Getting Ready for Boobie Squishing

The process starts with check-in, a relatively painless experience in which you sign off on the procedure, provide your information, and check in for your appointment. I was lucky enough to be at the new Breast Care Center at Corning Hospital, a private area in the hospital with a separate interior waiting room for the women there for appointments.

You’re only required to undress on the top half of your body, and the techs ask that you don’t wear deodorant the day of your mammogram. (Don’t worry; if you do, they’ll have alcohol wipes available so that you can wipe it off).

You’ll likely be asked to store your personal items in a secure locker and change into a little open-in-the-front gown. Really little open-in-the-front gowns, actually. I had to do a bit of hunting to find one that adequately covered everything, and finally found one that would have fit me and a friend. It worked.

Getting a Mammogram – The Boob Squishing Process

When the tech takes you back for your mammogram, the first thing she’ll do is place little stickers with metal tips that look like bandaids across your nipples. This helps them identify the location of the nipple in the pictures.

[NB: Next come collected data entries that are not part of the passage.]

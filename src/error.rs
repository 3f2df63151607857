use std::path::PathBuf;

use thiserror::Error;

/// Rejected locomotion configuration.
#[derive(Debug, Error)]
pub enum ConfigError {
    #[error("failed to read config {path}: {source}")]
    Io {
        path: PathBuf,
        #[source]
        source: std::io::Error,
    },

    #[error("failed to parse config: {0}")]
    Parse(#[from] toml::de::Error),

    #[error("invalid config value `{field}`: {reason}")]
    Invalid { field: &'static str, reason: String },
}

/// Dispatch table errors detected at construction time.
#[derive(Debug, Error, Clone, PartialEq, Eq)]
pub enum FsmError {
    #[error("state {0} is not registered in the dispatch table")]
    UnregisteredState(String),
}

/// Anything that can stop a locomotion machine from being built.
#[derive(Debug, Error)]
pub enum Error {
    #[error(transparent)]
    Config(#[from] ConfigError),

    #[error(transparent)]
    Fsm(#[from] FsmError),
}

The first scans of the breast are done with you standing facing the machine. The machine is a base with an adjustable top plate. When you place your breast on the table base (or in my case, heave it up there) the tech will adjust the breast and your body into position and then bring the top plate down (slowly and carefully – it’s not a waffle iron) on top of the breast to flatten it out enough to get a clear image. This process is repeated for both breasts. I was surprised that there was no pain. I’m not sure what I was expecting, but images of balloons popping come to mind.

The second image is taken of the side of your breast. The machine rotates to capture this view (you get to take your breast out while they adjust the machine!) The position is awkward; I had to reach around and hold on to the machine while the tech held my breast against the platform and squished the top down onto it. The only discomfort I had was a slight pressure on my clavicle from the edge of the machine from the position I was in to capture the image.

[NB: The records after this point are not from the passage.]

pub mod prefabs;
pub mod test_scene;
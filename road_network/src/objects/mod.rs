pub mod elevation;
pub mod junction;
pub mod lane;
pub mod road;
pub mod spline;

Once the pictures are complete, you may be asked to wait while they are reviewed to make sure no additional pictures are required. The whole process only took about 20 minutes. According to my tech – an ARRT Certified Mammographer – out of every 300 or so mammograms she performs each month, only one or two women ever experience even slight discomfort with the process.

Why You Should Get a Mammogram

Beyond the fact that there is genuine peace of mind that comes from being proactive about your health and your boobies deserve your love, this is the BEST preventative measure for discovering breast cancer early enough to detect it and treat it before it spreads into your lymph system and throughout your body. A mammogram can detect cancer cells in your breasts long before you can feel a lump. In fact, if you wait until you feel a lump, you’re likely facing a much more serious road to recovery than you would with early detection with a mammogram.

My great grandmother had a double mastectomy. My grandmother had breast cancer. My aunt and my mom had lumps removed that were benign, but my mother died from cancer. Being proactive about my health – especially as I crest the top of that hill I’ve been climbing – is important to me. I think it should be important to you too, and I hope you’ll become an active boobie squisher!

  • Perform self-exams every month from the time you begin menstruating. Yes, we should be talking to our pre-teen daughters about breast health. If they need a training bra, they need to know how to take care of their breasts.
  • Have a comprehensive breast exam with your OB-Gyn or family doctor at least every three years; more often if you are at high risk.
  • Starting at age 40, have an annual mammogram and continue performing monthly breast exams, even if you’re no longer sexually active, past menopause, or have had a hysterectomy.

40,000 women die from breast cancer every year. It is the 5th leading cause of death among women. Help change those statistics.